_How to complete this task_. Only lines holding the word "PartitionStatus" should be copied from the material.
═════ Task material ═════
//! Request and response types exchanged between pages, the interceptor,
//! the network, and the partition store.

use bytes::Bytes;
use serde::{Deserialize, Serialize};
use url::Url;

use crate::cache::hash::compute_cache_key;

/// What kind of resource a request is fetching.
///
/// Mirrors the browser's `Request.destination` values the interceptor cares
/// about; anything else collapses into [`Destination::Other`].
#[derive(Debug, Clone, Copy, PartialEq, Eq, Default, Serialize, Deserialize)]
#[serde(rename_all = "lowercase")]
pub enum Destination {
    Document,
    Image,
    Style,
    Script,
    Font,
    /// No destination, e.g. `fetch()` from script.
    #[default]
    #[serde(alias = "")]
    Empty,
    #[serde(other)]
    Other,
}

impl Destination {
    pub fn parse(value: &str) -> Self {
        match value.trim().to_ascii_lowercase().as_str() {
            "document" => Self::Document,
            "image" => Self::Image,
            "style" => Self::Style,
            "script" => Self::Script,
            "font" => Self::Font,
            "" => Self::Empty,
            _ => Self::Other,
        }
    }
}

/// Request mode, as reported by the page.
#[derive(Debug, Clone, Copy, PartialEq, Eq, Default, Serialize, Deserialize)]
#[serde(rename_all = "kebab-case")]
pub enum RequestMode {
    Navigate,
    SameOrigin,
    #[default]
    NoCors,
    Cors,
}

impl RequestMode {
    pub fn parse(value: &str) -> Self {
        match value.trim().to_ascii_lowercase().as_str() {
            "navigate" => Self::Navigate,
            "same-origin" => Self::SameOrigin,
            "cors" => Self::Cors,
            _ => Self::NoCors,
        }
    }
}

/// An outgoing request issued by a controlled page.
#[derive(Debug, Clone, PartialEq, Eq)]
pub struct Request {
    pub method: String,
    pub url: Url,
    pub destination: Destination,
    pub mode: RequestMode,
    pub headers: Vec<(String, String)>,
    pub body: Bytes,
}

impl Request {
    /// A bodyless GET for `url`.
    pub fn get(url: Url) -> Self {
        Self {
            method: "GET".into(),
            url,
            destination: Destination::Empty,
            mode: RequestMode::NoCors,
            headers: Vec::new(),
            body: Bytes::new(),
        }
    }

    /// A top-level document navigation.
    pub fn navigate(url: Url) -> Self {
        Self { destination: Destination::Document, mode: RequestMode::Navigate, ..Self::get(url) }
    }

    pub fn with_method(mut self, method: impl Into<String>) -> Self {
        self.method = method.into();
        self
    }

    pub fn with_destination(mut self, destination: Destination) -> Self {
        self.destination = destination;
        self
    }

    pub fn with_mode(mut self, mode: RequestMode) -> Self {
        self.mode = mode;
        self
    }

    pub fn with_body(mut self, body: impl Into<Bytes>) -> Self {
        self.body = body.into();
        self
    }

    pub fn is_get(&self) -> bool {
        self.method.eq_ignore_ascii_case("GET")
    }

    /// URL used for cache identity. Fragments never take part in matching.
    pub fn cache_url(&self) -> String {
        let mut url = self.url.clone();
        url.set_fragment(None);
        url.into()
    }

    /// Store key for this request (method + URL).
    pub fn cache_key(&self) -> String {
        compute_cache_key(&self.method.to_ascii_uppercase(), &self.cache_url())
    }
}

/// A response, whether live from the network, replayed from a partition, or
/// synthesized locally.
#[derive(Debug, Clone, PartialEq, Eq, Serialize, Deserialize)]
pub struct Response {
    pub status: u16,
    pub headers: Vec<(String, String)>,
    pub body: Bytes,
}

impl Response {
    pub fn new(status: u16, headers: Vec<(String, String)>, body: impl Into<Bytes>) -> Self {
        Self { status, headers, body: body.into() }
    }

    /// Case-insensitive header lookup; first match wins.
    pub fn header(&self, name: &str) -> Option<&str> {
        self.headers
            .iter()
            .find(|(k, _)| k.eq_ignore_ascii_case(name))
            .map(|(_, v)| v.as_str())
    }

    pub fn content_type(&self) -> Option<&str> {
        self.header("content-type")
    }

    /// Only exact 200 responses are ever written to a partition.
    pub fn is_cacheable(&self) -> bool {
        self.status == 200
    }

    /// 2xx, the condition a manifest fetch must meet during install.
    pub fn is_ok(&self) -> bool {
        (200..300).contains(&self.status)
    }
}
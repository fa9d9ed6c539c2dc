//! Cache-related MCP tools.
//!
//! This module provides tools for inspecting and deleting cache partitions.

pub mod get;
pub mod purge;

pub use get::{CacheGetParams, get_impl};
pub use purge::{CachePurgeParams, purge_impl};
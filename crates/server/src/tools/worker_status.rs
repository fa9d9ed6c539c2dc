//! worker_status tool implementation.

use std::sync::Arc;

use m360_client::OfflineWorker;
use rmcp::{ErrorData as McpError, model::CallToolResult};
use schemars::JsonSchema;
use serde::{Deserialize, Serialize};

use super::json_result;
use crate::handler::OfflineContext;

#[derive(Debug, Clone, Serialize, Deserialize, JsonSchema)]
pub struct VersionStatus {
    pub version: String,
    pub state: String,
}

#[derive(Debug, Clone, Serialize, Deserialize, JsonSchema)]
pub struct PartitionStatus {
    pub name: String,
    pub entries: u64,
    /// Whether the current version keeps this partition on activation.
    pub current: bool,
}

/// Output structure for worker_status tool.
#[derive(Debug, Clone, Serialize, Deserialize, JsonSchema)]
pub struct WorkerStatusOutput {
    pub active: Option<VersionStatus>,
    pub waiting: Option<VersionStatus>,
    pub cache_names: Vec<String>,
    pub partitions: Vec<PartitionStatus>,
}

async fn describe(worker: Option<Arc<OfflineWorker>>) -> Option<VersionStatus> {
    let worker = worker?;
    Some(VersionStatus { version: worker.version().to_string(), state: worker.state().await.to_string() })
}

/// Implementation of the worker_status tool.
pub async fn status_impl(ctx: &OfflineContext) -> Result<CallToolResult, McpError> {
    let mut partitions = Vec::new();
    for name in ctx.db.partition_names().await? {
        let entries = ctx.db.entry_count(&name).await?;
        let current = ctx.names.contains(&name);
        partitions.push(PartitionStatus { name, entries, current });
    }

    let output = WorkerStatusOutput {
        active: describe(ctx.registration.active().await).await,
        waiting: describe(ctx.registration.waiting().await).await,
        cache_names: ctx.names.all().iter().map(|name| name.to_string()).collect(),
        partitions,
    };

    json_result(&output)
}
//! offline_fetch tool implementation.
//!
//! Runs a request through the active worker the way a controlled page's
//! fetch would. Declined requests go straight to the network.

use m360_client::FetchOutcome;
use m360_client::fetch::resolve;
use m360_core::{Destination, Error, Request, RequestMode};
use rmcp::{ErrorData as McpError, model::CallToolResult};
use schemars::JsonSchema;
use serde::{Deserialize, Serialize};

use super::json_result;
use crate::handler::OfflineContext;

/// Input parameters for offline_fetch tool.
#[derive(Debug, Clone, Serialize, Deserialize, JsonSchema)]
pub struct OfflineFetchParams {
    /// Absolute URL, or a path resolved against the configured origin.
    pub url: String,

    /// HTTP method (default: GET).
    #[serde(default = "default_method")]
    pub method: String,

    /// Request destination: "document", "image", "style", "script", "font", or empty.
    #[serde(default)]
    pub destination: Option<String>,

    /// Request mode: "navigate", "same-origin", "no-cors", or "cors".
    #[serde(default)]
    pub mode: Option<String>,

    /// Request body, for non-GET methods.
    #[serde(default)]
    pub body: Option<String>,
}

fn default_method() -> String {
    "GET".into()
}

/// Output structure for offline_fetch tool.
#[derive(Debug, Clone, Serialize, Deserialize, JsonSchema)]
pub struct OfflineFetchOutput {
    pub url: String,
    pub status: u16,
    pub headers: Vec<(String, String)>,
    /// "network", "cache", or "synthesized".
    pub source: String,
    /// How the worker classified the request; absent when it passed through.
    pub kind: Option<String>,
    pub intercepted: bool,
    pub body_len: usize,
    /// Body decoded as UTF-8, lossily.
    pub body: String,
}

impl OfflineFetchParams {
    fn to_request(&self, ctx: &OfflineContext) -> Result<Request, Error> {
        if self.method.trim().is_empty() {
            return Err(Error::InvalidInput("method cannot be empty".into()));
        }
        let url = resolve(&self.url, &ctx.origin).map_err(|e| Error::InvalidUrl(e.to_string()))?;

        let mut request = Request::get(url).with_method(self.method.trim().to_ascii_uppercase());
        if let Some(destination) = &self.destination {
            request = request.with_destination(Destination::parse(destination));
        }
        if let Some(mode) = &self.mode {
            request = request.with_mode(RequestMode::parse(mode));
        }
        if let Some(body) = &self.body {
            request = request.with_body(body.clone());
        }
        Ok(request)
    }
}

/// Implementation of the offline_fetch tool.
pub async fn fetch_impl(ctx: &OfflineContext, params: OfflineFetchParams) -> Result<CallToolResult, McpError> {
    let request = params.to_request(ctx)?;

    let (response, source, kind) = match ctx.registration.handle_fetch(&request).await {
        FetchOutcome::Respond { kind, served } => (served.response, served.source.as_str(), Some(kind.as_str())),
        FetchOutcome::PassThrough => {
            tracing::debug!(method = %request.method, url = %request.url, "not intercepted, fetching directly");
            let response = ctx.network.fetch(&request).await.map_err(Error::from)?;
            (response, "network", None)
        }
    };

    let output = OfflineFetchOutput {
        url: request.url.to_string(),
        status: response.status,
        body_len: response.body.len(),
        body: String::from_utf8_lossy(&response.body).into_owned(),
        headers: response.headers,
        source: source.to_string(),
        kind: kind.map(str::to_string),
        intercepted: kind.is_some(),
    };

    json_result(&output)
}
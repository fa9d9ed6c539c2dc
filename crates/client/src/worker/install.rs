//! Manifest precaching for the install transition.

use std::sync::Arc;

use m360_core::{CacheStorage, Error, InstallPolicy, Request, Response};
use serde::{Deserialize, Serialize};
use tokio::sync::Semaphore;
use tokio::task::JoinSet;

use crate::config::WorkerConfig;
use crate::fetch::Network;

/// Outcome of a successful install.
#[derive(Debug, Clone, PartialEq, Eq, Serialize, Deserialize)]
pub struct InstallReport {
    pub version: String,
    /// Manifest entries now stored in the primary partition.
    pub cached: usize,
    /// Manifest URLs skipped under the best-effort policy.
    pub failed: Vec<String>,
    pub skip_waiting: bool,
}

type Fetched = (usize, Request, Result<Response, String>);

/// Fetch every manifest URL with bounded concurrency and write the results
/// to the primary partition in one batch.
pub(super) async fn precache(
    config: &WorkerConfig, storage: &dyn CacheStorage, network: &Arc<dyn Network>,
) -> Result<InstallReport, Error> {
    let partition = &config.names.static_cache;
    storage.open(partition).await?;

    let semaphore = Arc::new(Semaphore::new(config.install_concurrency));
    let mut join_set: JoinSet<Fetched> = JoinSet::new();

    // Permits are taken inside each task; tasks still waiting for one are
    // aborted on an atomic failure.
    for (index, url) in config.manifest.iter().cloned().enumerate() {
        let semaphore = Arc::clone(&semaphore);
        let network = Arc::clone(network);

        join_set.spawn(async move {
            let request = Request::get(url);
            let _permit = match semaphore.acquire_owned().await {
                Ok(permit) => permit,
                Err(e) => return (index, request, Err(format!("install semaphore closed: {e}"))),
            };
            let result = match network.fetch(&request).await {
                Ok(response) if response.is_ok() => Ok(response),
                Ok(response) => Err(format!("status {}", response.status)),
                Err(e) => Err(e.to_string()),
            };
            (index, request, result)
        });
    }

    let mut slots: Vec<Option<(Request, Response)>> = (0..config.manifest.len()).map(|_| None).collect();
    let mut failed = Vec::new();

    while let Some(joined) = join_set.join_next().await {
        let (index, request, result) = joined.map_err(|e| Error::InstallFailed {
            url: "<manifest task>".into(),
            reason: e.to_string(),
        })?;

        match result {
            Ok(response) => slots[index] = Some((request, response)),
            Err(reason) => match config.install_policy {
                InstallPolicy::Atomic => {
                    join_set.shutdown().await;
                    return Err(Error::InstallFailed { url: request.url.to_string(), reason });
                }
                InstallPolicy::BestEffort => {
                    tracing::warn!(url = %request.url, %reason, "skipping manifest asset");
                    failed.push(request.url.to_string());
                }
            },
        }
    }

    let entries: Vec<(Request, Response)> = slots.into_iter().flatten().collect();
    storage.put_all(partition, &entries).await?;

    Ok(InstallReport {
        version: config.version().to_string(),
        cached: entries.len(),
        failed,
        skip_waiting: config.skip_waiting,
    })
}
═════
_Your response_.
pub struct PartitionStatus {
    pub partitions: Vec<PartitionStatus>,
        partitions.push(PartitionStatus { name, entries, current });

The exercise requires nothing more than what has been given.